Nella seconda, i partigiani gavorranesi di Frassinetti puntano verso il cimitero. A nord, infine, i tirlesi  del tenente Pilade Rotella  stringono il cerchio: tra di loro Michele ricorda Silvano Signori, futuro senatore del PSI. Per troppa precipitazione, sarà la colonna che avrà più resistenza germanica.

In ogni colonna sono presenti i follonichesi cui, per maggiore conoscenza del terreno, viene affidato il compito di disinnescare le postazioni tedesche. Proprio in una di queste azioni, presso il c.d. Cimitero Americano, Virio Ranieri di Follonica perde la vita mentre, munito di bombe a mano, si avvicina carponi ad una postazione munita di mitragliatrice.

Da Follonica, Michele decide di seguire per alcuni giorni gli americani fino a Bolgheri. Il 27 giugno , mentre procedono a piedi, la sua colonna è sorpresa da un mitragliamento tedesco:  il gesto di altruismo di un militare americano che, con una spinta, lo scaraventa a terra lo salva, ma è lo stesso statunitense a rimanere colpito ed a perdere la vita. Successive ricerche di Michele avrebbero individuato l’eroico soldato in John Eddington.

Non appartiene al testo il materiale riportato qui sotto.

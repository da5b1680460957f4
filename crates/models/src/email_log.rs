use sea_orm::{entity::prelude::*, Set};
use serde::{Deserialize, Serialize};

use crate::customer;
use crate::fields;

#[derive(Copy, Clone, Debug, PartialEq, Eq, Hash, EnumIter, DeriveActiveEnum, Serialize, Deserialize)]
#[sea_orm(rs_type = "String", db_type = "String(StringLen::N(32))")]
#[serde(rename_all = "snake_case")]
pub enum EmailStatus {
    #[sea_orm(string_value = "sending")]
    Sending,
    #[sea_orm(string_value = "sent")]
    Sent,
    #[sea_orm(string_value = "failed")]
    Failed,
}

#[derive(Clone, Debug, PartialEq, DeriveEntityModel, Serialize, Deserialize)]
#[sea_orm(table_name = "email_log")]
#[serde(rename_all = "camelCase")]
pub struct Model {
    #[sea_orm(primary_key, auto_increment = false)]
    pub id: Uuid,
    /// Comma separated recipient list.
    #[sea_orm(column_type = "Text")]
    pub to: String,
    #[sea_orm(column_type = "Text", nullable)]
    pub cc: Option<String>,
    pub subject: String,
    #[sea_orm(column_type = "Text")]
    pub body: String,
    pub status: EmailStatus,
    pub message_id: Option<String>,
    #[sea_orm(column_type = "Text", nullable)]
    pub error: Option<String>,
    pub customer_id: Option<Uuid>,
    pub created_at: DateTimeWithTimeZone,
    pub updated_at: DateTimeWithTimeZone,
}

#[derive(Copy, Clone, Debug, EnumIter)]
pub enum Relation { Customer }

impl RelationTrait for Relation {
    fn def(&self) -> RelationDef {
        match self {
            Relation::Customer => Entity::belongs_to(customer::Entity)
                .from(Column::CustomerId)
                .to(customer::Column::Id)
                .into(),
        }
    }
}

impl Related<customer::Entity> for Entity {
    fn to() -> RelationDef { Relation::Customer.def() }
}

impl ActiveModelBehavior for ActiveModel {}

/// Row written before a delivery attempt.
pub fn sending(
    to: &[String],
    cc: &[String],
    subject: &str,
    body: &str,
    customer_id: Option<Uuid>,
) -> ActiveModel {
    let now = fields::now();
    ActiveModel {
        id: Set(Uuid::new_v4()),
        to: Set(to.join(",")),
        cc: Set(if cc.is_empty() { None } else { Some(cc.join(",")) }),
        subject: Set(subject.to_string()),
        body: Set(body.to_string()),
        status: Set(EmailStatus::Sending),
        message_id: Set(None),
        error: Set(None),
        customer_id: Set(customer_id),
        created_at: Set(now),
        updated_at: Set(now),
    }
}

Dopo alcuni anni di militare, Michele Marrini riprende la sua vita civile in fabbrica a La Magona di Piombino da dove, per motivi politici, viene licenziato dopo gli scioperi del 1953. Non piegandosi a compromessi per riprendere il suo posto di lavoro, con la condivisione della moglie  che approva la sua scelta di dignità, prosegue la sua carriera lavorativa come rappresentante di commercio.

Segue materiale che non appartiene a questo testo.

use sea_orm::{
    ActiveModelTrait, ActiveValue, ColumnTrait, Condition, DatabaseConnection, EntityTrait, ModelTrait, QueryFilter,
    QueryOrder,
};
use serde::Serialize;
use tracing::info;
use uuid::Uuid;

use models::{activity, customer, fields, lead, opportunity};
use models::activity::{ActivityPatch, ActivityType, NewActivity};

use crate::errors::ServiceError;
use crate::pagination::{fetch_page, Paginated, Pagination};
use crate::related::{self, OpportunityRef, PartyRef};

#[derive(Debug, Clone, Default)]
pub struct ActivityFilter {
    pub activity_type: Option<String>,
    pub customer_id: Option<String>,
    pub lead_id: Option<String>,
    pub opportunity_id: Option<String>,
}

#[derive(Debug, Clone, Serialize)]
pub struct ActivityRow {
    #[serde(flatten)]
    pub activity: activity::Model,
    pub customer: Option<PartyRef>,
    pub lead: Option<PartyRef>,
    pub opportunity: Option<OpportunityRef>,
}

#[derive(Debug, Clone, Serialize)]
pub struct ActivityDetail {
    #[serde(flatten)]
    pub activity: activity::Model,
    pub customer: Option<customer::Model>,
    pub lead: Option<lead::Model>,
    pub opportunity: Option<opportunity::Model>,
}

pub async fn list_activities(
    db: &DatabaseConnection,
    filter: ActivityFilter,
    page: Pagination,
) -> Result<Paginated<ActivityRow>, ServiceError> {
    let mut cond = Condition::all();
    if let Some(s) = fields::optional_text(filter.activity_type.as_deref()) {
        let t: ActivityType = fields::parse_enum("type", &s)?;
        cond = cond.add(activity::Column::ActivityType.eq(t));
    }
    if let Some(id) = fields::optional_uuid("customerId", filter.customer_id.as_deref())? {
        cond = cond.add(activity::Column::CustomerId.eq(id));
    }
    if let Some(id) = fields::optional_uuid("leadId", filter.lead_id.as_deref())? {
        cond = cond.add(activity::Column::LeadId.eq(id));
    }
    if let Some(id) = fields::optional_uuid("opportunityId", filter.opportunity_id.as_deref())? {
        cond = cond.add(activity::Column::OpportunityId.eq(id));
    }
    let select = activity::Entity::find()
        .filter(cond)
        .order_by_desc(activity::Column::ActivityDate)
        .order_by_desc(activity::Column::Id);
    let page = fetch_page(db, select, page).await?;

    let customers = related::customers_by_id(db, page.data.iter().map(|a| a.customer_id)).await?;
    let leads = related::leads_by_id(db, page.data.iter().map(|a| a.lead_id)).await?;
    let opportunities = related::opportunities_by_id(db, page.data.iter().map(|a| a.opportunity_id)).await?;
    Ok(page.map(|a| ActivityRow {
        customer: a.customer_id.and_then(|id| customers.get(&id)).map(PartyRef::from),
        lead: a.lead_id.and_then(|id| leads.get(&id)).map(PartyRef::from),
        opportunity: a.opportunity_id.and_then(|id| opportunities.get(&id)).map(OpportunityRef::from),
        activity: a,
    }))
}

pub async fn get_activity(db: &DatabaseConnection, id: Uuid) -> Result<ActivityDetail, ServiceError> {
    let activity = activity::Entity::find_by_id(id)
        .one(db)
        .await?
        .ok_or_else(|| ServiceError::not_found("activity"))?;
    let customer = activity.find_related(customer::Entity).one(db).await?;
    let lead = activity.find_related(lead::Entity).one(db).await?;
    let opportunity = activity.find_related(opportunity::Entity).one(db).await?;
    Ok(ActivityDetail { activity, customer, lead, opportunity })
}

async fn check_links(db: &DatabaseConnection, am: &activity::ActiveModel) -> Result<(), ServiceError> {
    if let ActiveValue::Set(id) = &am.customer_id {
        related::ensure_exists::<customer::Entity, _>(db, *id, "customer").await?;
    }
    if let ActiveValue::Set(id) = &am.lead_id {
        related::ensure_exists::<lead::Entity, _>(db, *id, "lead").await?;
    }
    if let ActiveValue::Set(id) = &am.opportunity_id {
        related::ensure_exists::<opportunity::Entity, _>(db, *id, "opportunity").await?;
    }
    Ok(())
}

pub async fn create_activity(db: &DatabaseConnection, input: NewActivity) -> Result<activity::Model, ServiceError> {
    let am = input.into_active_model()?;
    check_links(db, &am).await?;
    let created = am.insert(db).await?;
    info!(activity_id = %created.id, activity_type = ?created.activity_type, "activity logged");
    Ok(created)
}

pub async fn update_activity(
    db: &DatabaseConnection,
    id: Uuid,
    patch: ActivityPatch,
) -> Result<activity::Model, ServiceError> {
    let current = activity::Entity::find_by_id(id)
        .one(db)
        .await?
        .ok_or_else(|| ServiceError::not_found("activity"))?;
    let am = patch.apply(current)?;
    check_links(db, &am).await?;
    let updated = am.update(db).await?;
    info!(activity_id = %id, activity_type = ?updated.activity_type, "activity updated");
    Ok(updated)
}

pub async fn delete_activity(db: &DatabaseConnection, id: Uuid) -> Result<(), ServiceError> {
    let res = activity::Entity::delete_by_id(id).exec(db).await?;
    if res.rows_affected == 0 {
        return Err(ServiceError::not_found("activity"));
    }
    info!(activity_id = %id, "activity deleted");
    Ok(())
}

#[cfg(test)]
mod tests {
    use super::*;
    use crate::customer_service::create_customer;
    use crate::opportunity_service::create_opportunity;
    use crate::test_support::get_db;
    use models::customer::NewCustomer;
    use models::opportunity::NewOpportunity;

    fn activity(kind: &str, title: &str, date: &str) -> NewActivity {
        NewActivity {
            activity_type: Some(kind.into()),
            title: title.into(),
            activity_date: Some(date.into()),
            ..Default::default()
        }
    }

    #[tokio::test]
    async fn activity_crud_service() -> Result<(), anyhow::Error> {
        let db = get_db().await?;
        let c = create_customer(&db, NewCustomer { name: "Acme".into(), ..Default::default() }).await?;

        let a = create_activity(
            &db,
            NewActivity {
                customer_id: Some(c.id.to_string()),
                duration: Some(30),
                outcome: Some(" booked ".into()),
                ..activity("meeting", "Demo", "2025-04-01T15:00:00Z")
            },
        )
        .await?;
        assert_eq!(a.activity_type, ActivityType::Meeting);
        assert_eq!(a.outcome.as_deref(), Some("booked"));

        let detail = get_activity(&db, a.id).await?;
        assert_eq!(detail.customer.map(|m| m.name), Some("Acme".to_string()));
        assert!(detail.opportunity.is_none());

        let patch: ActivityPatch = serde_json::from_str(r#"{"duration": null, "outcome": ""}"#)?;
        let updated = update_activity(&db, a.id, patch).await?;
        assert_eq!(updated.duration, None);
        assert_eq!(updated.outcome, None);
        assert_eq!(updated.title, "Demo");
        assert_eq!(updated.customer_id, Some(c.id));

        delete_activity(&db, a.id).await?;
        assert!(matches!(get_activity(&db, a.id).await, Err(ServiceError::NotFound(_))));
        Ok(())
    }

    #[tokio::test]
    async fn dangling_links_are_not_found() -> Result<(), anyhow::Error> {
        let db = get_db().await?;
        let input = NewActivity {
            opportunity_id: Some(Uuid::new_v4().to_string()),
            ..activity("call", "Ring", "2025-04-01")
        };
        assert!(matches!(create_activity(&db, input).await, Err(ServiceError::NotFound(_))));
        Ok(())
    }

    #[tokio::test]
    async fn list_orders_by_activity_date_and_embeds_refs() -> Result<(), anyhow::Error> {
        let db = get_db().await?;
        let c = create_customer(&db, NewCustomer { name: "Acme".into(), ..Default::default() }).await?;
        let o = create_opportunity(
            &db,
            NewOpportunity {
                title: "Deal".into(),
                customer_id: Some(c.id.to_string()),
                expected_close_date: Some("2025-12-01".into()),
                ..Default::default()
            },
        )
        .await?;
        create_activity(&db, activity("note", "old", "2025-01-01")).await?;
        create_activity(
            &db,
            NewActivity {
                customer_id: Some(c.id.to_string()),
                opportunity_id: Some(o.id.to_string()),
                ..activity("call", "new", "2025-03-01")
            },
        )
        .await?;
        create_activity(&db, activity("call", "mid", "2025-02-01")).await?;

        let all = list_activities(&db, ActivityFilter::default(), Pagination::default()).await?;
        let titles: Vec<_> = all.data.iter().map(|r| r.activity.title.as_str()).collect();
        assert_eq!(titles, ["new", "mid", "old"]);
        assert_eq!(all.data[0].customer.as_ref().map(|p| p.name.as_str()), Some("Acme"));
        assert_eq!(all.data[0].opportunity.as_ref().map(|p| p.title.as_str()), Some("Deal"));
        assert!(all.data[1].customer.is_none());

        let calls = list_activities(
            &db,
            ActivityFilter { activity_type: Some("call".into()), ..Default::default() },
            Pagination::default(),
        )
        .await?;
        assert_eq!(calls.pagination.total, 2);

        let for_opp = list_activities(
            &db,
            ActivityFilter { opportunity_id: Some(o.id.to_string()), ..Default::default() },
            Pagination::default(),
        )
        .await?;
        assert_eq!(for_opp.data.len(), 1);
        Ok(())
    }

    #[tokio::test]
    async fn updates_are_logged_for_every_entity() -> Result<(), anyhow::Error> {
        use crate::customer_service::update_customer;
        use crate::lead_service::{create_lead, update_lead};
        use crate::opportunity_service::{create_opportunity, update_opportunity};
        use crate::test_support::capture_logs;
        use models::lead::NewLead;

        let db = get_db().await?;
        let c = create_customer(&db, NewCustomer { name: "Acme".into(), ..Default::default() }).await?;
        let l = create_lead(&db, NewLead { name: "Lin".into(), ..Default::default() }).await?;
        let o = create_opportunity(
            &db,
            NewOpportunity {
                title: "Deal".into(),
                customer_id: Some(c.id.to_string()),
                expected_close_date: Some("2025-09-01".into()),
                ..Default::default()
            },
        )
        .await?;
        let a = create_activity(&db, activity("note", "Memo", "2025-04-01")).await?;

        let (logs, _guard) = capture_logs();
        update_customer(&db, c.id, serde_json::from_str(r#"{"status": "inactive"}"#)?).await?;
        update_lead(&db, l.id, serde_json::from_str(r#"{"status": "contacted"}"#)?).await?;
        update_opportunity(&db, o.id, serde_json::from_str(r#"{"stage": "proposal"}"#)?).await?;
        update_activity(&db, a.id, serde_json::from_str(r#"{"title": "Memo v2"}"#)?).await?;
        delete_activity(&db, a.id).await?;

        let out = logs.contents();
        for line in ["customer updated", "lead updated", "opportunity updated", "activity updated", "activity deleted"] {
            assert!(out.contains(line), "missing '{line}' in:\n{out}");
        }
        Ok(())
    }
}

Miltante comunista nel PCI, dopo il suo scioglimento non aderisce alla deriva filo capitalista e trasformista che porterà alla nascita del PD, rimanendo ancor oggi convintamente fedele ai suoi ideali marxisti.

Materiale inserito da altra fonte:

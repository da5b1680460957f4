use sea_orm::{entity::prelude::*, Set};
use serde::{Deserialize, Serialize};

use crate::errors::ModelError;
use crate::fields::{self, Patch};
use crate::{activity, customer, lead};

pub const DEFAULT_PROBABILITY: i32 = 10;

#[derive(Copy, Clone, Debug, PartialEq, Eq, Hash, EnumIter, DeriveActiveEnum, Serialize, Deserialize)]
#[sea_orm(rs_type = "String", db_type = "String(StringLen::N(32))")]
#[serde(rename_all = "snake_case")]
pub enum OpportunityStage {
    #[sea_orm(string_value = "prospecting")]
    Prospecting,
    #[sea_orm(string_value = "qualification")]
    Qualification,
    #[sea_orm(string_value = "proposal")]
    Proposal,
    #[sea_orm(string_value = "negotiation")]
    Negotiation,
    #[sea_orm(string_value = "closed_won")]
    ClosedWon,
    #[sea_orm(string_value = "closed_lost")]
    ClosedLost,
}

impl OpportunityStage {
    /// Stages excluded from pipeline value.
    pub const CLOSED: [OpportunityStage; 2] = [OpportunityStage::ClosedWon, OpportunityStage::ClosedLost];
}

#[derive(Clone, Debug, PartialEq, DeriveEntityModel, Serialize, Deserialize)]
#[sea_orm(table_name = "opportunity")]
#[serde(rename_all = "camelCase")]
pub struct Model {
    #[sea_orm(primary_key, auto_increment = false)]
    pub id: Uuid,
    pub title: String,
    pub customer_id: Option<Uuid>,
    pub lead_id: Option<Uuid>,
    pub stage: OpportunityStage,
    #[sea_orm(column_type = "Double")]
    pub value: f64,
    pub probability: i32,
    pub expected_close_date: DateTimeWithTimeZone,
    pub actual_close_date: Option<DateTimeWithTimeZone>,
    #[sea_orm(column_type = "Text", nullable)]
    pub notes: Option<String>,
    pub created_at: DateTimeWithTimeZone,
    pub updated_at: DateTimeWithTimeZone,
}

#[derive(Copy, Clone, Debug, EnumIter)]
pub enum Relation {
    Customer,
    Lead,
    Activity,
}

impl RelationTrait for Relation {
    fn def(&self) -> RelationDef {
        match self {
            Relation::Customer => Entity::belongs_to(customer::Entity)
                .from(Column::CustomerId)
                .to(customer::Column::Id)
                .into(),
            Relation::Lead => Entity::belongs_to(lead::Entity)
                .from(Column::LeadId)
                .to(lead::Column::Id)
                .into(),
            Relation::Activity => Entity::has_many(activity::Entity).into(),
        }
    }
}

impl Related<customer::Entity> for Entity {
    fn to() -> RelationDef { Relation::Customer.def() }
}

impl Related<lead::Entity> for Entity {
    fn to() -> RelationDef { Relation::Lead.def() }
}

impl Related<activity::Entity> for Entity {
    fn to() -> RelationDef { Relation::Activity.def() }
}

impl ActiveModelBehavior for ActiveModel {}

pub fn validate_value(v: f64) -> Result<f64, ModelError> {
    if !v.is_finite() || v < 0.0 {
        return Err(ModelError::validation("value must be a non-negative number"));
    }
    Ok(v)
}

pub fn validate_probability(p: i32) -> Result<i32, ModelError> {
    if !(0..=100).contains(&p) {
        return Err(ModelError::validation("probability must be between 0 and 100"));
    }
    Ok(p)
}

/// An opportunity is owned by exactly one of a customer or a lead.
pub fn validate_parent(customer_id: Option<Uuid>, lead_id: Option<Uuid>) -> Result<(), ModelError> {
    match (customer_id, lead_id) {
        (None, None) => Err(ModelError::validation("either customerId or leadId is required")),
        (Some(_), Some(_)) => Err(ModelError::validation("customerId and leadId are mutually exclusive")),
        _ => Ok(()),
    }
}

#[derive(Debug, Clone, Default, Deserialize, Serialize)]
#[serde(rename_all = "camelCase")]
pub struct NewOpportunity {
    #[serde(default)]
    pub title: String,
    pub customer_id: Option<String>,
    pub lead_id: Option<String>,
    pub stage: Option<String>,
    pub value: Option<f64>,
    pub probability: Option<i32>,
    pub expected_close_date: Option<String>,
    pub actual_close_date: Option<String>,
    pub notes: Option<String>,
}

impl NewOpportunity {
    pub fn into_active_model(self) -> Result<ActiveModel, ModelError> {
        let title = fields::required_text("title", &self.title)?;
        let customer_id = fields::optional_uuid("customerId", self.customer_id.as_deref())?;
        let lead_id = fields::optional_uuid("leadId", self.lead_id.as_deref())?;
        validate_parent(customer_id, lead_id)?;
        let expected = fields::optional_text(self.expected_close_date.as_deref())
            .ok_or_else(|| ModelError::validation("expectedCloseDate is required"))?;
        let expected_close_date = fields::parse_timestamp("expectedCloseDate", &expected)?;
        let actual_close_date = match fields::optional_text(self.actual_close_date.as_deref()) {
            Some(s) => Some(fields::parse_timestamp("actualCloseDate", &s)?),
            None => None,
        };
        let stage = match fields::optional_text(self.stage.as_deref()) {
            Some(s) => fields::parse_enum("stage", &s)?,
            None => OpportunityStage::Prospecting,
        };
        let value = validate_value(self.value.unwrap_or(0.0))?;
        let probability = validate_probability(self.probability.unwrap_or(DEFAULT_PROBABILITY))?;
        let now = fields::now();
        Ok(ActiveModel {
            id: Set(Uuid::new_v4()),
            title: Set(title),
            customer_id: Set(customer_id),
            lead_id: Set(lead_id),
            stage: Set(stage),
            value: Set(value),
            probability: Set(probability),
            expected_close_date: Set(expected_close_date),
            actual_close_date: Set(actual_close_date),
            notes: Set(fields::optional_text(self.notes.as_deref())),
            created_at: Set(now),
            updated_at: Set(now),
        })
    }
}

#[derive(Debug, Clone, Default, Deserialize)]
#[serde(rename_all = "camelCase", default)]
pub struct OpportunityPatch {
    pub title: Patch<String>,
    pub customer_id: Patch<String>,
    pub lead_id: Patch<String>,
    pub stage: Patch<String>,
    pub value: Patch<f64>,
    pub probability: Patch<i32>,
    pub expected_close_date: Patch<String>,
    pub actual_close_date: Patch<String>,
    pub notes: Patch<String>,
}

impl OpportunityPatch {
    pub fn apply(self, current: Model) -> Result<ActiveModel, ModelError> {
        let customer_id = fields::patch_optional_uuid("customerId", self.customer_id)?;
        let lead_id = fields::patch_optional_uuid("leadId", self.lead_id)?;
        validate_parent(
            customer_id.unwrap_or(current.customer_id),
            lead_id.unwrap_or(current.lead_id),
        )?;

        let mut am: ActiveModel = current.into();
        if let Some(v) = fields::patch_required_text("title", self.title)? { am.title = Set(v); }
        if let Some(v) = customer_id { am.customer_id = Set(v); }
        if let Some(v) = lead_id { am.lead_id = Set(v); }
        if let Some(v) = fields::patch_enum("stage", self.stage)? { am.stage = Set(v); }
        match self.value {
            Patch::Absent => {}
            Patch::Null => return Err(ModelError::validation("value cannot be cleared")),
            Patch::Value(v) => am.value = Set(validate_value(v)?),
        }
        match self.probability {
            Patch::Absent => {}
            Patch::Null => return Err(ModelError::validation("probability cannot be cleared")),
            Patch::Value(p) => am.probability = Set(validate_probability(p)?),
        }
        if let Some(v) = fields::patch_required_timestamp("expectedCloseDate", self.expected_close_date)? {
            am.expected_close_date = Set(v);
        }
        if let Some(v) = fields::patch_optional_timestamp("actualCloseDate", self.actual_close_date)? {
            am.actual_close_date = Set(v);
        }
        if let Some(v) = fields::patch_optional_text(self.notes) { am.notes = Set(v); }
        am.updated_at = Set(fields::now());
        Ok(am)
    }
}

Per non aver fatto subito domanda di riconoscimento come partigiano combattente a causa della partenza per il militare, Michele Marrini si trova ‘’declassato’’ [il termine è mio – ndr] alla qualifica di ‘Patriota’ con attività ufficialmente svolta dal 1° giugno al 20 luglio 1944. Da anni ha ingaggiato, per ora invano, una polemica querelle, precisa e circostanziata, per vedersi riconoscere  appieno la sua attività partigiana.

Il nostro tifo va in quella direzione.

 

Appendice

Nel luglio 2012, ad 87 anni, Michele Marrini si è paracadutato da un’altezza di 4.200 metri per ricordare i suoi compagni partigiani ed il comandante Carlo fabbrini.

Una delle prime cose dette al suo atterraggio (ha tra l’altro battuto il record toscano per età e quota) è stata: ” Da lassù ho visto tutti i morti e gli ho detto di tornare in terra per fare pulizia”.

 

[Scheda di Aldo Montalti per www.radiomaremmarossa.it sulla base della testimonianza orale rilasciatagli da Michele Marrini nella sua abitazione di Arcille (Gr) il 25 febbraio 2012).